A consensus appears to have been reached on the route through the Town of
Chesterton of the Dunes-Kankakee Trail.
SEH of Indiana—the town’s contracted trail consultant—working with about a
dozen members of the public, has opted for a route which will expose
bicyclists and other visitors to the heart of the Downtown, what SEH has
called the “Taste of Chesterton” alternative.
But it will vary somewhat from the route presented by SEH at a workshop on
Wednesday, Town Council Member Jim Ton, R-1st, told the Chesterton
Tribune today:
•It will enter the town via Porter’s Brickyard Trail, crossing the railroad
tracks at North Jackson Blvd., proceeding south across Broadway, and
connecting with the Prairie Duneland Trail.
•It will then piggy-back on the Prairie Duneland Trail as far east as 15th
Street, then jog north half a block to Broadway.
•Along the north side of Broadway it will run east to Thomas Centennial
Park, then south on Second Street to West Indiana Ave., then east to South
Calumet Road.
•It will then follow South Calumet Road to 100E and 100E to Rail Road, then
east on Rail Road as far as the traffic circle on Dickinson Road.
•At the traffic circle it will go south to Sidewalk Road, then west a short
distance past the Pavilion shopping center, then plunge south into Coffee
Creek Center.
•The trail will next wind south through Coffee Creek Center, coming out
behind the Hilton Garden Inn at Gateway Blvd., cross the Indiana Toll Road,
and debouch onto Old 49 (North Calumet Ave.), at which point it enters
Porter County’s jurisdiction.
This version of “Taste of Chesterton” differs in several notable ways from
the original one broached by SEH:
•It enters Chesterton at North Jackson Blvd., not 15th Street.
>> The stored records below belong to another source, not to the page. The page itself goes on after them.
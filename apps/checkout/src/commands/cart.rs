//! # Cart Commands
//!
//! Commands for cart manipulation. Every command answers with the whole cart
//! and a freshly computed breakdown, so the order summary never shows stale
//! totals.
//!
//! ## Cart Lifecycle
//! ```text
//! ┌─────────────────────────────────────────────────────────────────────────┐
//! │                    Cart Lifecycle                                       │
//! │                                                                         │
//! │  ┌──────────┐     ┌──────────┐     ┌──────────┐     ┌──────────┐        │
//! │  │  Empty   │────►│ In Cart  │────►│ Checkout │────►│  Placed  │        │
//! │  │  Cart    │     │          │     │   Form   │     │  Order   │        │
//! │  └──────────┘     └──────────┘     └──────────┘     └──────────┘        │
//! │                        │                 │                │             │
//! │                   add_to_cart       place_order           │             │
//! │                   update_item       (checkout.rs)         │             │
//! │                   remove_item                             │             │
//! │                        │                                  │             │
//! │                        ▼                                  ▼             │
//! │                   clear_cart ─────────────────────► (back to empty)     │
//! └─────────────────────────────────────────────────────────────────────────┘
//! ```

use serde::Serialize;
use storefront_core::{Coupon, LineItem, OrderBreakdown, Product};
use tracing::debug;

use crate::error::ApiError;
use crate::state::{CheckoutConfig, CheckoutSession};

/// Cart response including items, totals and coupon state.
#[derive(Debug, Clone, PartialEq, Serialize)]
#[serde(rename_all = "camelCase")]
pub struct CartResponse {
    pub items: Vec<LineItem>,
    pub breakdown: OrderBreakdown,
    pub coupon: Option<Coupon>,
    pub coupon_input: String,
}

impl CartResponse {
    pub fn from_session(session: &CheckoutSession, config: &CheckoutConfig) -> Self {
        CartResponse {
            items: session.cart.items().to_vec(),
            breakdown: session.breakdown(&config.pricing),
            coupon: session.active_coupon.clone(),
            coupon_input: session.coupon_input.clone(),
        }
    }
}

/// Gets the current cart contents.
///
/// ## Order Summary
/// ```text
/// ┌────────────────────────────────────────────────────────────────┐
/// │  Mango Avakaya (500g)      x2                      ₹680.00     │
/// │  Gongura (250g)            x1                      ₹180.00     │
/// ├────────────────────────────────────────────────────────────────┤
/// │  Subtotal                                          ₹860.00     │
/// │  Discount (ADH10)                                 -₹86.00      │
/// │  Shipping                                           ₹70.00     │
/// │  ──────────────────────────────────────────────────────────    │
/// │  TOTAL                                             ₹844.00     │
/// └────────────────────────────────────────────────────────────────┘
/// ```
pub fn get_cart(session: &CheckoutSession, config: &CheckoutConfig) -> CartResponse {
    debug!("get_cart command");
    CartResponse::from_session(session, config)
}

/// Adds a weight variant of a product to the cart.
///
/// ## Behavior
/// - Same product and weight already in cart: quantities merge
/// - Otherwise: added as a new line
/// - Merged quantity above the per-line maximum: rejected, cart unchanged
pub fn add_to_cart(
    session: &mut CheckoutSession,
    config: &CheckoutConfig,
    product: &Product,
    weight: &str,
    quantity: Option<u32>,
) -> Result<CartResponse, ApiError> {
    let quantity = quantity.unwrap_or(1);
    debug!(product_id = %product.id, weight = %weight, quantity = %quantity, "add_to_cart command");

    session.cart.add_item(product, weight, quantity)?;
    Ok(CartResponse::from_session(session, config))
}

/// Sets the quantity of one cart line.
///
/// Only 1-99 is accepted; anything else leaves the line as it was.
pub fn update_cart_item(
    session: &mut CheckoutSession,
    config: &CheckoutConfig,
    product_id: &str,
    weight: &str,
    quantity: u32,
) -> Result<CartResponse, ApiError> {
    debug!(product_id = %product_id, weight = %weight, quantity = %quantity, "update_cart_item command");

    session.cart.update_quantity(product_id, weight, quantity)?;
    Ok(CartResponse::from_session(session, config))
}

/// Removes one cart line.
pub fn remove_from_cart(
    session: &mut CheckoutSession,
    config: &CheckoutConfig,
    product_id: &str,
    weight: &str,
) -> Result<CartResponse, ApiError> {
    debug!(product_id = %product_id, weight = %weight, "remove_from_cart command");

    session.cart.remove_item(product_id, weight)?;
    Ok(CartResponse::from_session(session, config))
}

/// Clears all items from the cart. The applied coupon stays.
pub fn clear_cart(session: &mut CheckoutSession, config: &CheckoutConfig) -> CartResponse {
    debug!("clear_cart command");

    session.cart.clear();
    CartResponse::from_session(session, config)
}

#[cfg(test)]
mod tests {
    use super::*;
    use crate::error::ErrorCode;
    use std::collections::BTreeMap;
    use storefront_core::Money;

    fn mango() -> Product {
        Product {
            id: "mango".to_string(),
            name: "Mango Avakaya".to_string(),
            image: "/images/mango.jpg".to_string(),
            price_per_weight: BTreeMap::from([
                ("250".to_string(), Money::from_rupees(180)),
                ("500".to_string(), Money::from_rupees(340)),
            ]),
        }
    }

    #[test]
    fn test_add_merges_same_variant() {
        let config = CheckoutConfig::default();
        let mut session = CheckoutSession::new();

        add_to_cart(&mut session, &config, &mango(), "500", None).unwrap();
        let cart = add_to_cart(&mut session, &config, &mango(), "500", Some(2)).unwrap();

        assert_eq!(cart.items.len(), 1);
        assert_eq!(cart.items[0].quantity, 3);
        assert_eq!(cart.breakdown.subtotal, Money::from_rupees(1020));
        assert!(cart.breakdown.is_free_shipping());
    }

    #[test]
    fn test_weights_are_separate_lines() {
        let config = CheckoutConfig::default();
        let mut session = CheckoutSession::new();

        add_to_cart(&mut session, &config, &mango(), "500", None).unwrap();
        let cart = add_to_cart(&mut session, &config, &mango(), "250", None).unwrap();

        assert_eq!(cart.items.len(), 2);
        assert_eq!(cart.breakdown.subtotal, Money::from_rupees(520));
        assert_eq!(cart.breakdown.shipping, Money::from_rupees(70));
    }

    #[test]
    fn test_update_out_of_range_keeps_line() {
        let config = CheckoutConfig::default();
        let mut session = CheckoutSession::new();
        add_to_cart(&mut session, &config, &mango(), "250", Some(2)).unwrap();

        let err = update_cart_item(&mut session, &config, "mango", "250", 0).unwrap_err();
        assert_eq!(err.code, ErrorCode::ValidationError);

        let err = update_cart_item(&mut session, &config, "mango", "250", 100).unwrap_err();
        assert_eq!(err.code, ErrorCode::ValidationError);

        assert_eq!(get_cart(&session, &config).items[0].quantity, 2);
    }

    #[test]
    fn test_remove_unknown_line_is_not_found() {
        let config = CheckoutConfig::default();
        let mut session = CheckoutSession::new();

        let err = remove_from_cart(&mut session, &config, "lemon", "500").unwrap_err();
        assert_eq!(err.code, ErrorCode::NotFound);
    }

    #[test]
    fn test_clear_cart() {
        let config = CheckoutConfig::default();
        let mut session = CheckoutSession::new();
        add_to_cart(&mut session, &config, &mango(), "250", Some(4)).unwrap();

        let cart = clear_cart(&mut session, &config);

        assert!(cart.items.is_empty());
        assert!(cart.breakdown.subtotal.is_zero());
    }
}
•It proceeds along the north side of Broadway all the way from 15th Street
to Thomas Centennial Park. In the original version, it took advantage of an
abandoned railroad right-of-way just south of the Norfolk Southern line
between 15th Street and Eighth Street.
•It leaves the Downtown at Second Street, not Fourth Street.
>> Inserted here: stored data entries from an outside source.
//! # storefront-core: Pure Checkout Logic
//!
//! This crate is the **heart** of the storefront checkout. It contains all
//! business logic as pure functions with zero I/O dependencies.
//!
//! ## Architecture Position
//! ```text
//! ┌─────────────────────────────────────────────────────────────────────────┐
//! │                    Storefront Checkout Architecture                     │
//! │                                                                         │
//! │  ┌─────────────────────────────────────────────────────────────────┐    │
//! │  │                    Frontend (web storefront)                    │    │
//! │  │    Cart ──► Checkout Form ──► Payment ──► Success / WhatsApp    │    │
//! │  └─────────────────────────────┬───────────────────────────────────┘    │
//! │                                │ commands                               │
//! │  ┌─────────────────────────────▼───────────────────────────────────┐    │
//! │  │                    apps/checkout                                │    │
//! │  │    session state, email client, payment seam, redirect          │    │
//! │  └─────────────────────────────┬───────────────────────────────────┘    │
//! │                                │                                        │
//! │  ┌─────────────────────────────▼───────────────────────────────────┐    │
//! │  │               ★ storefront-core (THIS CRATE) ★                  │    │
//! │  │                                                                 │    │
//! │  │   ┌─────────┐ ┌─────────┐ ┌─────────┐ ┌─────────┐ ┌──────────┐  │    │
//! │  │   │  money  │ │  cart   │ │ pricing │ │ coupon  │ │   form   │  │    │
//! │  │   └─────────┘ └─────────┘ └─────────┘ └─────────┘ └──────────┘  │    │
//! │  │   ┌─────────┐ ┌─────────┐ ┌─────────┐ ┌──────────┐              │    │
//! │  │   │  types  │ │  order  │ │ handoff │ │  policy  │              │    │
//! │  │   └─────────┘ └─────────┘ └─────────┘ └──────────┘              │    │
//! │  │                                                                 │    │
//! │  │   NO I/O • NO NETWORK • NO CLOCK • PURE FUNCTIONS               │    │
//! │  └─────────────────────────────────────────────────────────────────┘    │
//! └─────────────────────────────────────────────────────────────────────────┘
//! ```
//!
//! ## Modules
//!
//! - [`types`] - Product, line item, payment method, customer profile
//! - [`money`] - Money type with integer paise (no floating point!)
//! - [`cart`] - Cart keyed by (product id, weight variant)
//! - [`coupon`] - Static coupon book and code lookup
//! - [`pricing`] - Order total calculator and shipping tiers
//! - [`form`] - Checkout form rules and saved-address pre-fill
//! - [`order`] - Order ids and confirmations
//! - [`handoff`] - WhatsApp message text
//! - [`policy`] - Refund & returns policy document
//! - [`validation`] - Field-level rules
//! - [`error`] - Domain error types
//!
//! ## Example Usage
//!
//! ```rust
//! use storefront_core::coupon::CouponBook;
//! use storefront_core::money::Money;
//! use storefront_core::pricing::{OrderBreakdown, PricingConfig};
//! use storefront_core::types::{LineItem, Product};
//!
//! let product = Product {
//!     id: "mango".into(),
//!     name: "Mango Avakaya".into(),
//!     image: String::new(),
//!     price_per_weight: [("1000".to_string(), Money::from_rupees(500))].into(),
//! };
//! let items = vec![LineItem::new(product, "1000", 2)];
//!
//! let coupons = CouponBook::default();
//! let breakdown = OrderBreakdown::compute(&items, coupons.find("adh10"), &PricingConfig::default());
//!
//! assert_eq!(breakdown.discount, Money::from_rupees(100));
//! assert_eq!(breakdown.discounted_subtotal, Money::from_rupees(900));
//! assert_eq!(breakdown.shipping, Money::from_rupees(70)); // ₹1000 is not above ₹1000
//! ```

// =============================================================================
// Module Declarations
// =============================================================================

pub mod cart;
pub mod coupon;
pub mod error;
pub mod form;
pub mod handoff;
pub mod money;
pub mod order;
pub mod policy;
pub mod pricing;
pub mod types;
pub mod validation;

// =============================================================================
// Re-exports for Convenience
// =============================================================================

pub use cart::Cart;
pub use coupon::{Coupon, CouponBook};
pub use error::{CoreError, CoreResult, FormErrors, ValidationError};
pub use form::CheckoutForm;
pub use money::Money;
pub use order::{OrderConfirmation, OrderId};
pub use pricing::{OrderBreakdown, PricingConfig, ShippingPolicy, ShippingTier};
pub use types::*;

// =============================================================================
// Crate-Level Constants
// =============================================================================

/// Maximum quantity of a single cart line.
///
/// ## Business Reason
/// Matches the quantity box on the order summary (1-99 jars).
pub const MAX_ITEM_QUANTITY: u32 = 99;
/// Places the order in the session's cart.
///
/// On success the cart and coupon are cleared, even when the confirmation
/// email could not be sent. On payment failure nothing is cleared and the
/// shopper can submit again.
pub async fn place_order<G, N>(
    session: &mut CheckoutSession,
    config: &CheckoutConfig,
    form: CheckoutForm,
    gateway: &G,
    notifier: &N,
) -> Result<PlacedOrder, ApiError>
where
    G: PaymentGateway,
    N: OrderNotifier,
{
    debug!(items = session.cart.item_count(), "place_order command");

    if !session.is_idle() {
        return Err(ApiError::checkout_in_progress());
    }
    if session.cart.is_empty() {
        return Err(CoreError::EmptyCart.into());
    }
    form.validate()?;

    let mut session = session.begin_submission();
    let breakdown = session.breakdown(&config.pricing);
    let mut notices = Vec::new();

    let payment_id = match form.chosen_payment_method() {
        PaymentMethod::CashOnDelivery => None,
        PaymentMethod::OnlineGateway => {
            session.awaiting_payment();
            let request = PaymentRequest::new(&config.store_name, breakdown.total, &form);

            match gateway.collect(&request).await {
                PaymentOutcome::Success { transaction_id } => {
                    info!(transaction_id = %transaction_id, amount = %breakdown.total, "Payment captured");
                    notices.push(Notice::success(PAYMENT_SUCCEEDED));
                    Some(transaction_id)
                }
                PaymentOutcome::Failure { reason } => {
                    warn!(reason = %reason, amount = %breakdown.total, "Payment failed");
                    return Err(ApiError::payment_failed());
                }
            }
        }
    };

    let placed_at = Utc::now();
    let confirmation = OrderConfirmation {
        order_id: OrderId::issue(placed_at),
        customer: form,
        items: session.cart.items().to_vec(),
        breakdown,
        payment_id,
        placed_at,
    };
    session.finish_order();
    drop(session);

    let email = OrderEmail::from_confirmation(&confirmation);
    match notifier.send_confirmation(&email).await {
        Ok(()) => notices.push(Notice::success(EMAIL_SENT)),
        Err(e) => {
            warn!(order_id = %confirmation.order_id, error = %e, "Failed to send confirmation email");
            notices.push(Notice::warning(EMAIL_FAILED));
        }
    }

    info!(
        order_id = %confirmation.order_id,
        total = %confirmation.breakdown.total,
        payment_method = ?confirmation.payment_method(),
        "Order placed"
    );

    Ok(PlacedOrder {
        confirmation,
        notices,
    })
}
•It runs through the heart of Coffee Creek Center—including the Coffee Creek
Watershed Conservancy—rather than bypassing most of it along C.R. 200E.
Ton had no cost estimate for this version of “Taste of Chesterton,” although
a major expense associated with the original version is retained by the new
one: the cost of constructing a dedicated, buffered bike path along
Broadway. That cost can be lessened, if the decision is made to paint the
bike path on the roadway, rather than actually building one.
On the other hand, Ton said, costs associated with crossing a bridge on C.R.
200E have been eliminated in this new version.
SEH had estimated the cost of the original version of “Taste of Chesterton”
at $1 million per mile, for a total cost of $6.5 million.